Say you printed an order of shirts, boxed them and sent them on their way. Nothing was out of the ordinary during your print job, so you go on the rest of your week as usual. Then your customer calls about their shirts and complains that you did something wrong and their shirts are ruined. When you get the shirts back, you notice a silhouette of the image printed on the backs and bottoms of each shirt.
The images are the result of a ghosting problem. Not real ghosts though. The Ghost Busters aren’t going to be able to help you out with this one, but luckily you aren’t the only one plagued by this epidemic. Ghosting is a problem that every screen printer will probably run into at least once in his or her career.
What is Ghosting?
Ghosting is the disappearing, or fading of the garment’s color, directly under the printed area of stacked garments. This typically happens when printing low-bleed white ink on a colored shirt. There always is the possibility that the colored dye of the garment will come through the white ink printed on it. It is tempting to use a low-bleed ink to prevent any dye migration from occurring, but in fact low-bleed ink rarely stops the “bleeding” that occurs during dye migration.

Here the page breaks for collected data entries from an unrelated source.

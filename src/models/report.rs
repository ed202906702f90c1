//! Report output models.
//!
//! This module contains the [`Report`] grid produced by the report builder
//! and the per-employee [`EmployeeSummary`] used by the JSON export.

use rust_decimal::Decimal;
use serde::{Deserialize, Serialize};

use crate::error::{BundyError, BundyResult};

/// A tabular attendance report: a two-row header plus one row per employee.
///
/// Every row, header and data alike, has the same number of cells.
///
/// # Example
///
/// ```
/// use bundy_engine::models::Report;
///
/// let report = Report {
///     header: vec![
///         vec!["employee_name".into(), "05/01/2024".into(), "".into()],
///         vec!["".into(), "In".into(), "Out".into()],
///     ],
///     rows: vec![vec!["Ada".into(), "0900".into(), "1700".into()]],
/// };
/// assert_eq!(report.width(), 3);
/// assert_eq!(
///     report.to_csv()?,
///     "employee_name,05/01/2024,\n,In,Out\nAda,0900,1700"
/// );
/// # Ok::<(), bundy_engine::error::BundyError>(())
/// ```
#[derive(Debug, Clone, Default, PartialEq, Eq, Serialize, Deserialize)]
pub struct Report {
    /// Header rows: dates, then `In`/`Out` labels.
    pub header: Vec<Vec<String>>,
    /// One row per employee.
    pub rows: Vec<Vec<String>>,
}

impl Report {
    /// Returns the number of columns in the grid.
    pub fn width(&self) -> usize {
        self.header.first().map(Vec::len).unwrap_or(0)
    }

    /// Returns true if every row has the same width as the header.
    pub fn is_rectangular(&self) -> bool {
        let width = self.width();
        self.header
            .iter()
            .chain(self.rows.iter())
            .all(|row| row.len() == width)
    }

    /// Renders the report as comma-separated text.
    ///
    /// Rows are separated by `\n` with no trailing newline. Cells are quoted
    /// only when they need it.
    ///
    /// # Errors
    ///
    /// `ReportRender` if the grid is not rectangular.
    pub fn to_csv(&self) -> BundyResult<String> {
        let mut writer = csv::WriterBuilder::new()
            .terminator(csv::Terminator::Any(b'\n'))
            .from_writer(Vec::new());
        for row in self.header.iter().chain(self.rows.iter()) {
            writer.write_record(row).map_err(render_error)?;
        }
        let bytes = writer
            .into_inner()
            .map_err(|err| render_error(err.into_error()))?;
        let mut text = String::from_utf8(bytes).map_err(render_error)?;
        if text.ends_with('\n') {
            text.pop();
        }
        Ok(text)
    }
}

fn render_error(err: impl std::fmt::Display) -> BundyError {
    BundyError::ReportRender {
        message: err.to_string(),
    }
}

/// Per-employee totals over the report range.
#[derive(Debug, Clone, PartialEq, Eq, Serialize, Deserialize)]
pub struct EmployeeSummary {
    /// The employee id.
    pub employee_id: String,
    /// The employee display name.
    pub name: String,
    /// Number of shift pairs in range.
    pub shifts: u32,
    /// Number of those pairs with no finish.
    pub open_shifts: u32,
    /// Hours across closed pairs.
    pub worked_hours: Decimal,
}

Ghosting can occur for a multitude of reasons, which makes it all the more maddening. Here are a few reasons you might experience ghosts haunting your garments:
- Excessive PH left in the garment from the manufacturer
- High humidity in the shop
- Moisture in the garments
- Certain garment colors
As mentioned, certain colored garments can trigger ghosting. Colors like light blue, yellow, green and violet are all offenders. Your dryer also can be a part of the problem. If it has a short heat chamber, there is less time for moisture to evaporate to allow the ink to cure. If you try to run the belt at a slower speed and crank up the heat, then the shirts come out at a really high temperature. Stacking hot shirts can contribute to ghost images.
How to Prevent Ghosting
As with any of the issues that may arise in your shop, they typically are solved by going back to the basics of screen printing. Having the right mesh, good squeegees, proper off-contact and good screen tension are best practices when printing. Make sure that you use the appropriate ink for the job. Garments made of 100% cotton call for cotton ink, and 50/50 blends call for low-bleed ink. Keep moisture and humidity low in your shop.

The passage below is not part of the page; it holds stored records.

//! Shift pairing.
//!
//! Entries are paired by position after sorting: (0, 1), (2, 3), and so on.
//! A log that does not alternate `in`/`out` is not an error; the
//! [`PairingMode`] decides what a malformed position produces.

use std::collections::BTreeMap;

use chrono::NaiveDate;
use chrono_tz::Tz;

use crate::models::{Direction, PairingMode, ShiftPair, TimeEntry};

use super::time_zone::local_date;

/// Pairs one employee's entries into shifts.
///
/// `entries` must belong to a single employee. They are sorted here by
/// timestamp with the sequence id breaking ties, so callers may pass them in
/// any order.
///
/// # Example
///
/// ```
/// use bundy_engine::attendance::pair_entries;
/// use bundy_engine::models::{Direction, PairingMode, TimeEntry};
/// use chrono::{TimeZone, Utc};
///
/// let entry = |id, direction, hour| TimeEntry {
///     id,
///     employee_id: "emp_001".to_string(),
///     direction,
///     created_at: Utc.with_ymd_and_hms(2024, 1, 5, hour, 0, 0).unwrap(),
/// };
/// let entries = vec![
///     entry(1, Direction::In, 9),
///     entry(2, Direction::Out, 17),
///     entry(3, Direction::In, 20),
/// ];
///
/// let pairs = pair_entries(&entries, PairingMode::Strict);
/// assert_eq!(pairs.len(), 2);
/// assert!(!pairs[0].is_open());
/// assert!(pairs[1].is_open());
/// ```
pub fn pair_entries(entries: &[TimeEntry], mode: PairingMode) -> Vec<ShiftPair> {
    let mut sorted: Vec<&TimeEntry> = entries.iter().collect();
    sorted.sort_by_key(|entry| entry.sort_key());

    sorted
        .chunks(2)
        .filter_map(|chunk| {
            let start = chunk[0];
            let next = chunk.get(1);
            match (mode, start.direction) {
                (PairingMode::Strict, Direction::In) => Some(ShiftPair {
                    start: start.created_at,
                    finish: next
                        .filter(|e| e.direction == Direction::Out)
                        .map(|e| e.created_at),
                }),
                (PairingMode::Strict, Direction::Out) => None,
                (PairingMode::Lenient, Direction::In) => Some(ShiftPair {
                    start: start.created_at,
                    finish: next.map(|e| e.created_at),
                }),
                (PairingMode::Lenient, Direction::Out) => Some(ShiftPair {
                    start: start.created_at,
                    finish: None,
                }),
            }
        })
        .collect()
}

/// Groups pairs by the local calendar date of their start.
///
/// Pairs keep their relative order within a date.
pub fn group_by_date(pairs: Vec<ShiftPair>, zone: Tz) -> BTreeMap<NaiveDate, Vec<ShiftPair>> {
    let mut by_date: BTreeMap<NaiveDate, Vec<ShiftPair>> = BTreeMap::new();
    for pair in pairs {
        by_date
            .entry(local_date(pair.start, zone))
            .or_default()
            .push(pair);
    }
    by_date
}

#[cfg(test)]
mod tests {
    use super::*;
    use chrono::{DateTime, TimeZone, Utc};
    use chrono_tz::Australia::Sydney;

    fn at(day: u32, hour: u32, minute: u32) -> DateTime<Utc> {
        Utc.with_ymd_and_hms(2024, 1, day, hour, minute, 0).unwrap()
    }

    fn entry(id: u64, direction: Direction, created_at: DateTime<Utc>) -> TimeEntry {
        TimeEntry {
            id,
            employee_id: "emp_001".to_string(),
            direction,
            created_at,
        }
    }

    #[test]
    fn test_alternating_log_pairs_cleanly() {
        let entries = vec![
            entry(1, Direction::In, at(5, 9, 0)),
            entry(2, Direction::Out, at(5, 17, 0)),
            entry(3, Direction::In, at(6, 9, 15)),
        ];

        let pairs = pair_entries(&entries, PairingMode::Strict);
        assert_eq!(
            pairs,
            vec![
                ShiftPair {
                    start: at(5, 9, 0),
                    finish: Some(at(5, 17, 0)),
                },
                ShiftPair {
                    start: at(6, 9, 15),
                    finish: None,
                },
            ]
        );
    }

    #[test]
    fn test_unsorted_input_is_sorted_first() {
        let entries = vec![
            entry(2, Direction::Out, at(5, 17, 0)),
            entry(1, Direction::In, at(5, 9, 0)),
        ];

        let pairs = pair_entries(&entries, PairingMode::Strict);
        assert_eq!(pairs.len(), 1);
        assert_eq!(pairs[0].start, at(5, 9, 0));
        assert_eq!(pairs[0].finish, Some(at(5, 17, 0)));
    }

    #[test]
    fn test_strict_drops_pairs_started_by_out() {
        // out, in, in, out: positions (0,1) start with out, (2,3) is clean.
        let entries = vec![
            entry(1, Direction::Out, at(5, 8, 0)),
            entry(2, Direction::In, at(5, 9, 0)),
            entry(3, Direction::In, at(5, 13, 0)),
            entry(4, Direction::Out, at(5, 17, 0)),
        ];

        let pairs = pair_entries(&entries, PairingMode::Strict);
        assert_eq!(
            pairs,
            vec![ShiftPair {
                start: at(5, 13, 0),
                finish: Some(at(5, 17, 0)),
            }]
        );
    }

    #[test]
    fn test_strict_in_in_leaves_finish_empty() {
        let entries = vec![
            entry(1, Direction::In, at(5, 9, 0)),
            entry(2, Direction::In, at(5, 10, 0)),
        ];

        let pairs = pair_entries(&entries, PairingMode::Strict);
        assert_eq!(pairs.len(), 1);
        assert!(pairs[0].is_open());
    }

    #[test]
    fn test_lenient_keeps_every_position() {
        let entries = vec![
            entry(1, Direction::Out, at(5, 8, 0)),
            entry(2, Direction::In, at(5, 9, 0)),
            entry(3, Direction::In, at(5, 13, 0)),
            entry(4, Direction::In, at(5, 17, 0)),
        ];

        let pairs = pair_entries(&entries, PairingMode::Lenient);
        assert_eq!(
            pairs,
            vec![
                ShiftPair {
                    start: at(5, 8, 0),
                    finish: None,
                },
                ShiftPair {
                    start: at(5, 13, 0),
                    finish: Some(at(5, 17, 0)),
                },
            ]
        );
    }

    #[test]
    fn test_empty_log_has_no_pairs() {
        assert!(pair_entries(&[], PairingMode::Strict).is_empty());
        assert!(pair_entries(&[], PairingMode::Lenient).is_empty());
    }

    #[test]
    fn test_group_by_date_uses_zone() {
        // 22:00 UTC on the 4th is 09:00 on the 5th in Sydney.
        let pairs = vec![
            ShiftPair {
                start: at(4, 22, 0),
                finish: Some(at(5, 6, 0)),
            },
            ShiftPair {
                start: at(5, 23, 0),
                finish: None,
            },
        ];

        let utc = group_by_date(pairs.clone(), chrono_tz::UTC);
        assert_eq!(utc.len(), 2);

        let sydney = group_by_date(pairs, Sydney);
        let dates: Vec<NaiveDate> = sydney.keys().copied().collect();
        assert_eq!(
            dates,
            vec![
                NaiveDate::from_ymd_opt(2024, 1, 5).unwrap(),
                NaiveDate::from_ymd_opt(2024, 1, 6).unwrap(),
            ]
        );
    }
}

Consider pulling the shirts out of the box and running fans or the air conditioning to allow any moisture to evaporate. If you have any concern that your garments may be susceptible to ghosting, avoid over flashing or over heating the shirts in the dryer. You want to cure the ink properly, but stacking hot shirts will cause the colors to distort due to the dyes in the garment.
Just like on any of the ghost hunter TV shows out there, there are tests that you can use to determine if your garments are haunted — no Ouija board needed.
- Print your ink onto a piece of the same fabric that will be used for the order.
- Take your test piece and place it in a heat press. Spray with a light mist of water for moisture.
- Cover the printed area with a blank piece of the same suspect fabric (sandwiching the print). Set the heat press to 250°
- Close the heat press and let it sit for a half hour before visual evaluation.
- After a half hour, check for ghosting on the unprinted piece of material.
If the material is prone to discoloration, you will see a ghost image of your printed image on the material that was covering the printed area. Spooky!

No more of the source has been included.